2- Metabolic Diseases Research Center, Research Institute for Prevention of Non-communicable Diseases, Qazvin University of Medical Sciences, Qazvin, Iran. , maryam.gheraati22@gmail.com
3- Medical Microbiology Research Center, Qazvin University of Medical Sciences, Qazvin, Iran.
Abstract:   (23426 Views)
Background: Electrolyte disorders, particularly hyponatremia, have been reported in a considerable number of patients with Coronavirus Disease 2019 (COVID-19).
Objective: The current study aims to evaluate the risk factors, symptoms, and prognosis of hyponatremia in hospitalized patients with COVID-19.
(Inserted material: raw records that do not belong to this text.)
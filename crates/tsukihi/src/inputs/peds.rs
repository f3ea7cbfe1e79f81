//! Pediatrics: maternal state, mother-to-child transmission,
//! breastfeeding, early-childhood CD4 percentage, EID and infant
//! prophylaxis.

use serde::{Deserialize, Serialize};

use crate::inputs::nat_hist::NormalParams;
use crate::types::{Breastfeeding, MaternalStatus, PedsHivState};

/// One EID assay in the test schedule.
#[derive(Debug, Clone, PartialEq, Serialize, Deserialize)]
#[serde(default)]
pub struct EidAssayDef {
    pub name: String,
    /// Visit age at which this assay is offered, in months.
    pub offer_age_months: u32,
    pub offer_prob: f64,
    /// Probability of a positive result per pediatric HIV state; the
    /// `Negative` entry is the false-positive rate.
    pub prob_positive_iu: f64,
    pub prob_positive_ip: f64,
    pub prob_positive_pp: f64,
    pub prob_positive_uninfected: f64,
    /// Months until the result returns and the pickup probability.
    pub result_return_months: u32,
    pub pickup_prob: f64,
    pub cost: f64,
    /// Index of the confirmatory assay run on a positive result.
    pub confirmatory: Option<usize>,
}

impl Default for EidAssayDef {
    fn default() -> Self {
        Self {
            name: String::new(),
            offer_age_months: 0,
            offer_prob: 1.0,
            prob_positive_iu: 1.0,
            prob_positive_ip: 1.0,
            prob_positive_pp: 1.0,
            prob_positive_uninfected: 0.0,
            result_return_months: 1,
            pickup_prob: 1.0,
            cost: 0.0,
            confirmatory: None,
        }
    }
}

impl EidAssayDef {
    /// Positive-result probability for a pediatric HIV state.
    pub fn prob_positive(&self, state: PedsHivState) -> f64 {
        match state {
            PedsHivState::Negative => self.prob_positive_uninfected,
            PedsHivState::IntraUterine => self.prob_positive_iu,
            PedsHivState::IntraPartum => self.prob_positive_ip,
            PedsHivState::PostPartum => self.prob_positive_pp,
        }
    }
}

/// One infant HIV prophylaxis line.
#[derive(Debug, Clone, PartialEq, Serialize, Deserialize)]
#[serde(default)]
pub struct InfantProphDef {
    pub name: String,
    /// Dose age in months and eligibility window.
    pub dose_age_months: u32,
    pub max_age_months: u32,
    /// Probability the dose is effective when given.
    pub prob_effective: f64,
    /// Rate multiplier on MTCT while effective.
    pub transmission_multiplier: f64,
    /// Months the protective effect lasts.
    pub effect_months: u32,
    pub prob_major_toxicity: f64,
    pub cost: f64,
    /// Only infants with a recent negative EID result are eligible.
    pub requires_negative_eid: bool,
}

impl Default for InfantProphDef {
    fn default() -> Self {
        Self {
            name: String::new(),
            dose_age_months: 0,
            max_age_months: 24,
            prob_effective: 0.0,
            transmission_multiplier: 1.0,
            effect_months: 0,
            prob_major_toxicity: 0.0,
            cost: 0.0,
            requires_negative_eid: false,
        }
    }
}

/// Early-infant-diagnosis subsystem inputs.
#[derive(Debug, Clone, PartialEq, Default, Serialize, Deserialize)]
#[serde(default)]
pub struct EidInputs {
    pub enable: bool,
    /// Probability of being enrolled in the EID system at birth.
    pub prob_enrolled: f64,
    pub assays: Vec<EidAssayDef>,
    /// Probability of linkage to care after a confirmed positive.
    pub linkage_prob: f64,
    /// Probability a false-positive infant is started in care anyway.
    pub false_positive_link_prob: f64,
    pub infant_prophs: Vec<InfantProphDef>,
}

/// Pediatrics module inputs.
#[derive(Debug, Clone, PartialEq, Serialize, Deserialize)]
#[serde(default)]
pub struct PedsInputs {
    pub enable: bool,
    /// Distribution over maternal status at birth.
    pub maternal_status_dist: [f64; MaternalStatus::COUNT],
    /// Probability the mother is on ART at delivery given HIV-positive,
    /// and suppressed given on ART.
    pub prob_mother_on_art: f64,
    pub prob_mother_suppressed: f64,
    /// Probabilities the maternal status is known to the provider.
    pub prob_maternal_status_known: f64,
    pub prob_suppression_known: f64,
    /// Monthly probability the mother dies.
    pub prob_maternal_death: f64,
    /// Monthly probability an HIV-negative mother seroconverts while
    /// breastfeeding.
    pub prob_maternal_incident_infection: f64,
    /// Intrauterine / intrapartum transmission probability by maternal
    /// status.
    pub prob_mtct_iu: [f64; MaternalStatus::COUNT],
    pub prob_mtct_ip: [f64; MaternalStatus::COUNT],
    /// Monthly postpartum transmission probability by maternal status,
    /// applied while breastfeeding.
    pub prob_mtct_pp_monthly: [f64; MaternalStatus::COUNT],
    /// Rate multipliers on MTCT when the mother is on ART / suppressed.
    pub mother_on_art_multiplier: f64,
    pub mother_suppressed_multiplier: f64,
    /// Distribution over breastfeeding modes at birth.
    pub breastfeeding_dist: [f64; Breastfeeding::COUNT],
    /// Age breastfeeding stops.
    pub breastfeeding_stop_age: NormalParams,
    /// Entry CD4 percentage for infected infants.
    pub initial_cd4_percentage: NormalParams,
    /// Conversion from CD4 percentage to absolute CD4 at the early→late
    /// childhood transition: `absolute = percentage * factor`.
    pub percentage_to_absolute_factor: f64,
    /// Mortality rate multiplier for HIV-exposed-uninfected children.
    pub heu_mortality_multiplier: f64,
    /// Months the HEU multiplier applies from birth.
    pub heu_mortality_months: u32,
    pub eid: EidInputs,
}

impl Default for PedsInputs {
    fn default() -> Self {
        Self {
            enable: false,
            maternal_status_dist: [1.0, 0.0, 0.0, 0.0],
            prob_mother_on_art: 0.0,
            prob_mother_suppressed: 0.0,
            prob_maternal_status_known: 1.0,
            prob_suppression_known: 1.0,
            prob_maternal_death: 0.0,
            prob_maternal_incident_infection: 0.0,
            prob_mtct_iu: [0.0; MaternalStatus::COUNT],
            prob_mtct_ip: [0.0; MaternalStatus::COUNT],
            prob_mtct_pp_monthly: [0.0; MaternalStatus::COUNT],
            mother_on_art_multiplier: 1.0,
            mother_suppressed_multiplier: 1.0,
            breastfeeding_dist: [0.0, 0.0, 0.0, 1.0],
            breastfeeding_stop_age: NormalParams::new(18.0, 0.0),
            initial_cd4_percentage: NormalParams::new(35.0, 5.0),
            percentage_to_absolute_factor: 15.0,
            heu_mortality_multiplier: 1.0,
            heu_mortality_months: 0,
            eid: EidInputs::default(),
        }
    }
}

#[cfg(test)]
mod tests {
    use super::*;

    #[test]
    fn test_default_is_disabled_replacement_fed() {
        let inputs = PedsInputs::default();
        assert!(!inputs.enable);
        assert_eq!(inputs.breastfeeding_dist[Breastfeeding::Replacement.index()], 1.0);
    }

    #[test]
    fn test_assay_prob_by_state() {
        let assay = EidAssayDef {
            prob_positive_uninfected: 0.02,
            prob_positive_iu: 0.98,
            ..Default::default()
        };
        assert_eq!(assay.prob_positive(PedsHivState::Negative), 0.02);
        assert_eq!(assay.prob_positive(PedsHivState::IntraUterine), 0.98);
    }
}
Methods: In this retrospective cohort study, 467 patients with COVID-19 were divided into 4 groups based on the sodium level at the time of admission: normal, mild hyponatremia, moderate hyponatremia, and severe hyponatremia. Symptoms, laboratory findings, and prognosis were compared among these groups. The risk factors for the occurrence of moderate/severe hyponatremia and the association of hyponatremia with in-hospital mortality were investigated using logistic regression analysis.
Findings: Hyponatremia was diagnosed in 60% of the patients. The prevalence of mild, moderate, and severe hyponatremia was 80.7%, 15.1%, and 4.2%, respectively. The severity of the clinical symptoms and level of hypoxia showed no significant difference between the groups. White blood cells count was significantly higher and lymphocyte percentage was significantly lower in hyponatremia groups compared to the normal group. The history of chronic kidney disease was an independent risk factor for the moderate/severe hyponatremia (Adjusted OR=5.11, 95%CI: 1.72-15.2, P=0.003). After adjustment of different risk factors, moderate/severe hyponatremia remained a significant independent risk factor for in-hospital mortality (OR=2.58, 95%CI: 1.13-5.88, P=0.024).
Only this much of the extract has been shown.